2. Run the two-stage radius query through the async driver

Parameterized execution lets the driver serialize coordinates into the binary protocol, keeps the plan cacheable, and closes the door on injection. The bounding-box comparison seeks the index; the point.distance() guard clips the box corners back to a circle.

async def query_spatial_radius(driver, lat: float, lon: float, radius_m: float):
    bbox = compute_bounding_box(lat, lon, radius_m)
    query = """
    WITH point({srid: 4326, latitude: $lat, longitude: $lon}) AS target
    MATCH (n:RoadNode)
    WHERE n.location.latitude  >= $min_lat AND n.location.latitude  <= $max_lat
      AND n.location.longitude >= $min_lon AND n.location.longitude <= $max_lon
    WITH n, target, point.distance(n.location, target) AS dist_m
    WHERE dist_m <= $radius
    RETURN n.id AS node_id, dist_m
    ORDER BY dist_m ASC
    LIMIT 200
    """
    async with driver.session() as session:
        result = await session.run(
            query, lat=lat, lon=lon, radius=radius_m, **bbox
        )
        return [record.data() async for record in result]

3. Wire it into a pooled async service

Tune max_connection_pool_size to the concurrency of your request handlers, and set an acquisition timeout so a query that accidentally falls back to a scan fails fast instead of starving the pool.

async def main():
    pool_config = {
        "max_connection_pool_size": 40,
        "connection_acquisition_timeout": 5.0,
        "max_transaction_retry_time": 10.0,
    }
    driver = AsyncGraphDatabase.driver(
        "neo4j+s://your-cluster.databases.neo4j.io",
        auth=("neo4j", "secure-password"),
        **pool_config,
    )
    try:
        nodes = await query_spatial_radius(driver, 40.7128, -74.0060, 5000)
        print(f"Resolved {len(nodes)} nodes within 5 km radius.")
    finally:
        await driver.close()


if __name__ == "__main__":
    asyncio.run(main())

Query Patterns & Variants

The same “within distance” intent takes several shapes. Pick the one whose anchor matches how the index is structured and how the result is consumed.

Variant A — bounded radius (the default). Box-then-distance, returning everything inside a fixed radius, sorted nearest-first.

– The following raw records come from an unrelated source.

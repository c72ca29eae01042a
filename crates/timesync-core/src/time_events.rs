//! The [`TimeEvents`] trait implemented by both synchronizers.
//!
//! A scene holds one synchronizer for its lifetime and routes three kinds
//! of input into it: registrations raised while a pass runs, scene
//! lifecycle signals, and change notifications from the metadata store.

use timesync_types::{SavedSnapshot, SceneId, TimeEvent};

use crate::dispatch::{Listener, SubscriptionId};
use crate::playback::SceneHost;
use crate::store::MetaStore;

/// Lifecycle signals raised by the scene.
#[derive(Debug, Clone, Copy, PartialEq, Eq)]
pub enum SceneSignal {
    /// A new pass is about to run from the top.
    Reloaded,
    /// A pass finished; timing is final for this pass.
    Recalculated,
    /// Playback restarted without re-running the pass setup.
    Reset,
}

/// What a synchronizer did with a metadata change notification.
#[derive(Debug, Clone, Copy, PartialEq, Eq)]
pub enum MetaChange {
    /// The change was the synchronizer's own write, or one a later write
    /// already superseded, and was ignored.
    Echo,
    /// The change was merged and a reload was requested.
    Adopted,
}

/// Time event synchronizer for a single scene.
pub trait TimeEvents {
    /// Identifier of the owning scene.
    fn scene_id(&self) -> SceneId;

    /// The event registered under `name` during the current pass.
    fn get(&self, name: &str) -> Option<&TimeEvent>;

    /// Change the offset of a known event.
    fn set(&mut self, name: &str, offset: f64, preserve: bool, scene: &mut dyn SceneHost);

    /// Register `name` at the current playback position.
    ///
    /// Returns the absolute frame at which the event concludes, or `0` if
    /// the name was already registered during this pass.
    fn register(&mut self, name: &str, scene: &dyn SceneHost) -> u64;

    /// The last published event list, in registration order.
    fn events(&self) -> &[TimeEvent];

    /// Subscribe to the published event list.
    fn subscribe(&mut self, listener: Listener, dispatch_now: bool) -> SubscriptionId;

    /// Remove a subscription. Returns `false` if it was not active.
    fn unsubscribe(&mut self, id: SubscriptionId) -> bool;

    /// Handle a scene lifecycle signal.
    fn handle_signal(&mut self, signal: SceneSignal, store: &mut dyn MetaStore);

    /// Handle a change notification from the metadata store.
    fn handle_meta_changed(
        &mut self,
        snapshot: &SavedSnapshot,
        scene: &mut dyn SceneHost,
    ) -> MetaChange;
}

This is the shape from the implementation above and the one to reach for first.

WITH point({srid: 4326, latitude: $lat, longitude: $lon}) AS target
MATCH (n:RoadNode)
WHERE n.location.latitude  >= $min_lat AND n.location.latitude  <= $max_lat
  AND n.location.longitude >= $min_lon AND n.location.longitude <= $max_lon
WITH n, point.distance(n.location, target) AS dist_m
WHERE dist_m <= $radius
RETURN n.id, dist_m ORDER BY dist_m LIMIT 200
// $min_*/$max_* always come from compute_bounding_box(); never derive the box in Cypher.

Variant B — nearest-K without a fixed radius. When the question is “the closest k nodes” rather than “everything within r”, drop the distance guard but keep the bounding box so the index still bounds the scan. Widen the box and re-run if fewer than k rows return at the edge of coverage. This is the entry point shared with k-nearest-neighbor routing, where the bounded candidate set feeds a graph projection.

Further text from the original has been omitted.